TASK PROMPT
Find the word "None" in the records below. List each line containing it.

+--

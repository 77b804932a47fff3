//! Scripted collaborators for exercising the run loop.
//!
//! `TestTask` plays the part of a task handle with canned per-envelope
//! behavior, `ScriptedMux` replays a fixed `choose` sequence, and
//! `TestClock` drives schedules deterministically. Integration tests under
//! `tests/` build whole containers out of these.

use std::collections::{HashMap, HashSet, VecDeque};
use std::sync::atomic::{AtomicI64, AtomicUsize, Ordering};
use std::sync::{Arc, Mutex};
use std::time::Duration;

use async_trait::async_trait;
use bytes::Bytes;
use futures::future::BoxFuture;

use crate::callback::CallbackFactory;
use crate::consumer::{ConsumerMux, MuxError};
use crate::coordinator::Coordinator;
use crate::envelope::{Envelope, key_bucket_for};
use crate::metrics::TaskMetrics;
use crate::offsets::{OffsetError, OffsetManager};
use crate::partition::{PartitionId, TaskName};
use crate::runloop::Clock;
use crate::task::{StreamTask, TaskError};

/// Canned behavior for one dispatched envelope.
pub type ProcessHandler =
    Arc<dyn Fn(Envelope, Coordinator, CallbackFactory) -> BoxFuture<'static, ()> + Send + Sync>;

pub type WindowHandler = Arc<dyn Fn(Coordinator) + Send + Sync>;
pub type CommitHandler = Arc<dyn Fn() + Send + Sync>;
pub type EndOfStreamHandler = Arc<dyn Fn(Coordinator) + Send + Sync>;

/// Placeholder recorded for dispatched envelopes with no offset.
pub const WATERMARK_MARKER: &str = "<watermark>";

/// Controllable clock. Every read advances it by the configured tick, so
/// schedules make progress without real waiting.
#[derive(Clone)]
pub struct TestClock {
    now: Arc<AtomicI64>,
    tick: i64,
}

impl TestClock {
    pub fn ticking(tick: i64) -> Self {
        Self {
            now: Arc::new(AtomicI64::new(0)),
            tick,
        }
    }

    pub fn fixed(value: i64) -> Self {
        Self {
            now: Arc::new(AtomicI64::new(value)),
            tick: 0,
        }
    }

    pub fn clock(&self) -> Clock {
        let now = Arc::clone(&self.now);
        let tick = self.tick;
        Arc::new(move || now.fetch_add(tick, Ordering::SeqCst))
    }

    pub fn now(&self) -> i64 {
        self.now.load(Ordering::SeqCst)
    }
}

/// Offset manager that records every update for assertions.
#[derive(Default)]
pub struct RecordingOffsetManager {
    updates: Mutex<Vec<(TaskName, PartitionId, String)>>,
}

impl RecordingOffsetManager {
    pub fn new() -> Self {
        Self::default()
    }

    pub fn updates(&self) -> Vec<(TaskName, PartitionId, String)> {
        self.updates.lock().expect("updates lock poisoned").clone()
    }

    /// Just the offsets, in update order.
    pub fn offsets(&self) -> Vec<String> {
        self.updates()
            .into_iter()
            .map(|(_, _, offset)| offset)
            .collect()
    }
}

impl OffsetManager for RecordingOffsetManager {
    fn update(
        &self,
        task: &TaskName,
        partition: &PartitionId,
        offset: &str,
    ) -> Result<(), OffsetError> {
        self.updates
            .lock()
            .expect("updates lock poisoned")
            .push((task.clone(), partition.clone(), offset.to_string()));
        Ok(())
    }
}

enum ScriptStep {
    Deliver(Envelope),
    Run(Box<dyn Fn() + Send + Sync>),
    Fail(String),
}

/// Multiplexer replaying a fixed script; once exhausted it reports no
/// messages forever (yielding briefly when asked to block).
#[derive(Default)]
pub struct ScriptedMux {
    steps: Mutex<VecDeque<ScriptStep>>,
}

impl ScriptedMux {
    pub fn new() -> Self {
        Self::default()
    }

    pub fn deliver(self, envelope: Envelope) -> Self {
        self.steps
            .lock()
            .expect("script lock poisoned")
            .push_back(ScriptStep::Deliver(envelope));
        self
    }

    /// Runs a side effect in place of a message; `choose` returns `None`
    /// for this step. Mirrors scripting a reaction to the nth fetch.
    pub fn trigger(self, effect: impl Fn() + Send + Sync + 'static) -> Self {
        self.steps
            .lock()
            .expect("script lock poisoned")
            .push_back(ScriptStep::Run(Box::new(effect)));
        self
    }

    pub fn fail(self, message: impl Into<String>) -> Self {
        self.steps
            .lock()
            .expect("script lock poisoned")
            .push_back(ScriptStep::Fail(message.into()));
        self
    }
}

#[async_trait]
impl ConsumerMux for ScriptedMux {
    async fn choose(&self, block: bool) -> Result<Option<Envelope>, MuxError> {
        let step = self.steps.lock().expect("script lock poisoned").pop_front();
        match step {
            Some(ScriptStep::Deliver(envelope)) => Ok(Some(envelope)),
            Some(ScriptStep::Run(effect)) => {
                effect();
                Ok(None)
            }
            Some(ScriptStep::Fail(message)) => Err(MuxError::new(message)),
            None => {
                if block {
                    tokio::time::sleep(Duration::from_millis(1)).await;
                }
                Ok(None)
            }
        }
    }
}

/// Task double with canned behavior per envelope offset.
///
/// Unscripted envelopes complete their callback immediately on the loop
/// task. Every invocation is recorded for assertions.
pub struct TestTask {
    name: TaskName,
    partitions: HashSet<PartitionId>,
    windowable: bool,
    offset_manager: Arc<dyn OffsetManager>,
    metrics: Arc<TaskMetrics>,
    handlers: Mutex<HashMap<String, ProcessHandler>>,
    window_handler: Mutex<Option<WindowHandler>>,
    commit_handler: Mutex<Option<CommitHandler>>,
    eos_handler: Mutex<Option<EndOfStreamHandler>>,
    processed: Mutex<Vec<String>>,
    commits: AtomicUsize,
    windows: AtomicUsize,
    end_of_streams: AtomicUsize,
}

impl TestTask {
    pub fn new(name: impl Into<TaskName>, partitions: impl IntoIterator<Item = PartitionId>) -> Self {
        Self {
            name: name.into(),
            partitions: partitions.into_iter().collect(),
            windowable: false,
            offset_manager: Arc::new(RecordingOffsetManager::new()),
            metrics: Arc::new(TaskMetrics::new()),
            handlers: Mutex::new(HashMap::new()),
            window_handler: Mutex::new(None),
            commit_handler: Mutex::new(None),
            eos_handler: Mutex::new(None),
            processed: Mutex::new(Vec::new()),
            commits: AtomicUsize::new(0),
            windows: AtomicUsize::new(0),
            end_of_streams: AtomicUsize::new(0),
        }
    }

    pub fn windowable(mut self) -> Self {
        self.windowable = true;
        self
    }

    pub fn with_offset_manager(mut self, offset_manager: Arc<dyn OffsetManager>) -> Self {
        self.offset_manager = offset_manager;
        self
    }

    /// Scripts the behavior for the envelope with the given offset.
    pub fn on_process(
        self,
        offset: &str,
        handler: impl Fn(Envelope, Coordinator, CallbackFactory) -> BoxFuture<'static, ()>
        + Send
        + Sync
        + 'static,
    ) -> Self {
        self.handlers
            .lock()
            .expect("handlers lock poisoned")
            .insert(offset.to_string(), Arc::new(handler));
        self
    }

    pub fn on_window(self, handler: impl Fn(Coordinator) + Send + Sync + 'static) -> Self {
        *self.window_handler.lock().expect("window lock poisoned") = Some(Arc::new(handler));
        self
    }

    pub fn on_commit(self, handler: impl Fn() + Send + Sync + 'static) -> Self {
        *self.commit_handler.lock().expect("commit lock poisoned") = Some(Arc::new(handler));
        self
    }

    pub fn on_end_of_stream(self, handler: impl Fn(Coordinator) + Send + Sync + 'static) -> Self {
        *self.eos_handler.lock().expect("eos lock poisoned") = Some(Arc::new(handler));
        self
    }

    /// Offsets of dispatched envelopes in dispatch order.
    pub fn processed(&self) -> Vec<String> {
        self.processed.lock().expect("processed lock poisoned").clone()
    }

    pub fn commit_count(&self) -> usize {
        self.commits.load(Ordering::SeqCst)
    }

    pub fn window_count(&self) -> usize {
        self.windows.load(Ordering::SeqCst)
    }

    pub fn end_of_stream_count(&self) -> usize {
        self.end_of_streams.load(Ordering::SeqCst)
    }

    pub fn task_metrics(&self) -> Arc<TaskMetrics> {
        Arc::clone(&self.metrics)
    }
}

#[async_trait]
impl StreamTask for TestTask {
    fn task_name(&self) -> &TaskName {
        &self.name
    }

    fn partitions(&self) -> &HashSet<PartitionId> {
        &self.partitions
    }

    fn is_windowable(&self) -> bool {
        self.windowable
    }

    fn offset_manager(&self) -> Arc<dyn OffsetManager> {
        Arc::clone(&self.offset_manager)
    }

    fn metrics(&self) -> Arc<TaskMetrics> {
        Arc::clone(&self.metrics)
    }

    async fn process(&self, envelope: Envelope, coordinator: Coordinator, callbacks: CallbackFactory) {
        let key = envelope
            .offset()
            .unwrap_or(WATERMARK_MARKER)
            .to_string();
        self.processed
            .lock()
            .expect("processed lock poisoned")
            .push(key.clone());

        let handler = self
            .handlers
            .lock()
            .expect("handlers lock poisoned")
            .get(&key)
            .cloned();
        match handler {
            Some(handler) => handler(envelope, coordinator, callbacks).await,
            None => callbacks.create().complete(),
        }
    }

    async fn window(&self, coordinator: Coordinator) -> Result<(), TaskError> {
        self.windows.fetch_add(1, Ordering::SeqCst);
        let handler = self.window_handler.lock().expect("window lock poisoned").clone();
        if let Some(handler) = handler {
            handler(coordinator);
        }
        Ok(())
    }

    async fn commit(&self) -> Result<(), TaskError> {
        self.commits.fetch_add(1, Ordering::SeqCst);
        let handler = self.commit_handler.lock().expect("commit lock poisoned").clone();
        if let Some(handler) = handler {
            handler();
        }
        Ok(())
    }

    async fn end_of_stream(&self, coordinator: Coordinator) -> Result<(), TaskError> {
        self.end_of_streams.fetch_add(1, Ordering::SeqCst);
        let handler = self.eos_handler.lock().expect("eos lock poisoned").clone();
        if let Some(handler) = handler {
            handler(coordinator);
        }
        Ok(())
    }
}

/// Polls a condition until it holds, panicking after five seconds.
pub async fn wait_until(description: &str, mut condition: impl FnMut() -> bool) {
    let deadline = tokio::time::Instant::now() + Duration::from_secs(5);
    while !condition() {
        assert!(
            tokio::time::Instant::now() < deadline,
            "timed out waiting for {description}",
        );
        tokio::time::sleep(Duration::from_millis(1)).await;
    }
}

/// Finds a key that the elasticity fold routes to the given bucket.
pub fn key_for_bucket(bucket: u32, elasticity_factor: u32) -> Bytes {
    for candidate in 0..10_000u32 {
        let key = format!("key-{candidate}");
        if key_bucket_for(key.as_bytes(), elasticity_factor) == bucket {
            return Bytes::from(key);
        }
    }
    panic!("no key maps to bucket {bucket} of {elasticity_factor}");
}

+--

RESULT OF THE TASK
    /// Runs a side effect in place of a message; `choose` returns `None`
                Ok(None)
            None => {
                Ok(None)
            window_handler: Mutex::new(None),
            commit_handler: Mutex::new(None),
            eos_handler: Mutex::new(None),
            None => callbacks.create().complete(),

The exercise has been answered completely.